§ To do
Report each line from the entries in which "ranking" can be found.

── Material provided ──

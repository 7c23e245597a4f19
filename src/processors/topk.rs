//! Softmax and top-k ranking over raw classifier scores.

use crate::core::{ClassifyError, ClassifyResult};

/// Converts raw scores into a probability distribution.
///
/// Numerically stabilized by subtracting the maximum score before
/// exponentiating; the result sums to 1 within floating-point tolerance.
pub fn softmax(scores: &[f32]) -> Vec<f32> {
    if scores.is_empty() {
        return Vec::new();
    }

    let max = scores.iter().copied().fold(f32::NEG_INFINITY, f32::max);
    let exps: Vec<f32> = scores.iter().map(|&s| (s - max).exp()).collect();
    let sum: f32 = exps.iter().sum();
    exps.iter().map(|&e| e / sum).collect()
}

/// Extracts the top-k entries from a probability vector.
///
/// Results are ordered by score descending; equal scores keep class-index
/// order (the sort is stable), which makes the output deterministic.
#[derive(Debug, Default)]
pub struct Topk;

impl Topk {
    /// Creates a new Topk processor.
    pub fn new() -> Self {
        Self
    }

    /// Returns the k highest-scoring `(class_index, score)` pairs.
    ///
    /// `k` larger than the number of classes is clamped; `k == 0` is an error.
    pub fn process(&self, scores: &[f32], k: usize) -> ClassifyResult<Vec<(usize, f32)>> {
        if k == 0 {
            return Err(ClassifyError::invalid_input("k must be greater than 0"));
        }
        if scores.is_empty() {
            return Err(ClassifyError::model_output("empty score vector"));
        }

        let effective_k = k.min(scores.len());

        let mut indexed: Vec<(usize, f32)> = scores.iter().copied().enumerate().collect();
        // Stable sort keeps ascending class index on ties.
        indexed.sort_by(|a, b| b.1.partial_cmp(&a.1).unwrap_or(std::cmp::Ordering::Equal));
        indexed.truncate(effective_k);

        Ok(indexed)
    }
}
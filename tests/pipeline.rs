//! End-to-end pipeline tests over a stubbed model: preprocessing contracts,
//! ranking semantics, and load-once behavior.

mod common;

use common::{red_jpeg, stub_adapter, stub_classifier, translucent_png, StubModel};
use ndarray::Array4;
use pix_classify::core::ClassifyError;
use pix_classify::pipeline::ImageNormalizer;
use pix_classify::processors::softmax;
use std::sync::atomic::Ordering;
use std::sync::Arc;

#[test]
fn normalize_always_yields_canonical_tensor() {
    let normalizer = ImageNormalizer::default();
    for bytes in [
        red_jpeg(224, 224),
        red_jpeg(1920, 1080),
        red_jpeg(64, 300),
        translucent_png(300, 300),
    ] {
        let tensor = normalizer.normalize_bytes(&bytes).unwrap();
        assert_eq!(tensor.shape(), &[1, 3, 224, 224]);
        assert!(tensor.iter().all(|v| v.is_finite()));
    }
}

#[test]
fn normalize_repeated_calls_are_bit_identical() {
    let normalizer = ImageNormalizer::default();
    let bytes = red_jpeg(640, 480);
    let first = normalizer.normalize_bytes(&bytes).unwrap();
    for _ in 0..3 {
        assert_eq!(normalizer.normalize_bytes(&bytes).unwrap(), first);
    }
}

#[test]
fn predict_top_k_returns_k_ranked_entries() {
    let classifier = stub_classifier();
    let output = classifier.classify_bytes(&red_jpeg(224, 224), 5).unwrap();

    assert_eq!(output.top_k.len(), 5);
    for pair in output.top_k.windows(2) {
        assert!(pair[0].confidence >= pair[1].confidence);
    }
    for p in &output.top_k {
        assert!((0.0..=1.0).contains(&p.confidence));
    }
    // Stub puts its unique maximum at class 42.
    assert_eq!(output.prediction.class_name, "label 42");
    assert_eq!(output.prediction, output.top_k[0]);
}

#[test]
fn tied_scores_rank_by_class_index() {
    let (adapter, _) = stub_adapter(vec![1.0; 8]);
    let tensor = Array4::zeros((1, 3, 224, 224));
    let ranked = adapter.predict_top_k(&tensor, 8).unwrap();
    let names: Vec<&str> = ranked.iter().map(|p| p.class_name.as_str()).collect();
    assert_eq!(
        names,
        ["label 0", "label 1", "label 2", "label 3", "label 4", "label 5", "label 6", "label 7"]
    );
}

#[test]
fn probabilities_sum_to_one() {
    let (adapter, _) = stub_adapter(vec![0.3, 2.5, -1.0, 4.2]);
    let tensor = Array4::zeros((1, 3, 224, 224));
    let all = adapter.predict_top_k(&tensor, 4).unwrap();
    let sum: f32 = all.iter().map(|p| p.confidence).sum();
    assert!((sum - 1.0).abs() < 1e-5);
}

#[test]
fn softmax_matches_closed_form_two_classes() {
    let probs = softmax(&[0.0, 0.0]);
    assert!((probs[0] - 0.5).abs() < 1e-6);
    assert!((probs[1] - 0.5).abs() < 1e-6);
}

#[test]
fn k_zero_is_rejected_and_oversized_k_is_clamped() {
    let (adapter, _) = stub_adapter(vec![1.0, 2.0, 3.0]);
    let tensor = Array4::zeros((1, 3, 224, 224));

    assert!(matches!(
        adapter.predict_top_k(&tensor, 0),
        Err(ClassifyError::InvalidInput { .. })
    ));
    assert_eq!(adapter.predict_top_k(&tensor, 50).unwrap().len(), 3);
}

#[test]
fn wrong_shape_is_rejected_before_inference() {
    let (adapter, load_count) = stub_adapter(vec![1.0, 2.0, 3.0]);
    let tensor = Array4::zeros((1, 3, 128, 128));
    let err = adapter.predict_top_k(&tensor, 1).unwrap_err();
    assert!(matches!(err, ClassifyError::ShapeMismatch { .. }));
    // The model handle is still constructed (load precedes the shape check),
    // but only once.
    assert_eq!(load_count.load(Ordering::SeqCst), 1);
}

#[test]
fn load_is_idempotent() {
    let (adapter, load_count) = stub_adapter(vec![1.0, 2.0]);
    adapter.load().unwrap();
    adapter.load().unwrap();
    let tensor = Array4::zeros((1, 3, 224, 224));
    adapter.predict_top1(&tensor).unwrap();
    assert_eq!(load_count.load(Ordering::SeqCst), 1);
}

#[test]
fn concurrent_first_callers_load_once() {
    let (adapter, load_count) = stub_adapter((0..100).map(|i| i as f32).collect());
    let adapter = Arc::new(adapter);

    let handles: Vec<_> = (0..8)
        .map(|_| {
            let adapter = adapter.clone();
            std::thread::spawn(move || {
                let tensor = Array4::zeros((1, 3, 224, 224));
                adapter.predict_top_k(&tensor, 3).unwrap()
            })
        })
        .collect();
    for handle in handles {
        handle.join().unwrap();
    }

    assert_eq!(load_count.load(Ordering::SeqCst), 1);
}

#[test]
fn predict_top1_matches_head_of_top_k() {
    let (adapter, _) = stub_adapter(StubModel::imagenet_like().into_scores());
    let tensor = Array4::zeros((1, 3, 224, 224));
    let top1 = adapter.predict_top1(&tensor).unwrap();
    let top5 = adapter.predict_top_k(&tensor, 5).unwrap();
    assert_eq!(top1, top5[0]);
}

───

§ Solution to this problem
//! Softmax and top-k ranking over raw classifier scores.
//! ranking semantics, and load-once behavior.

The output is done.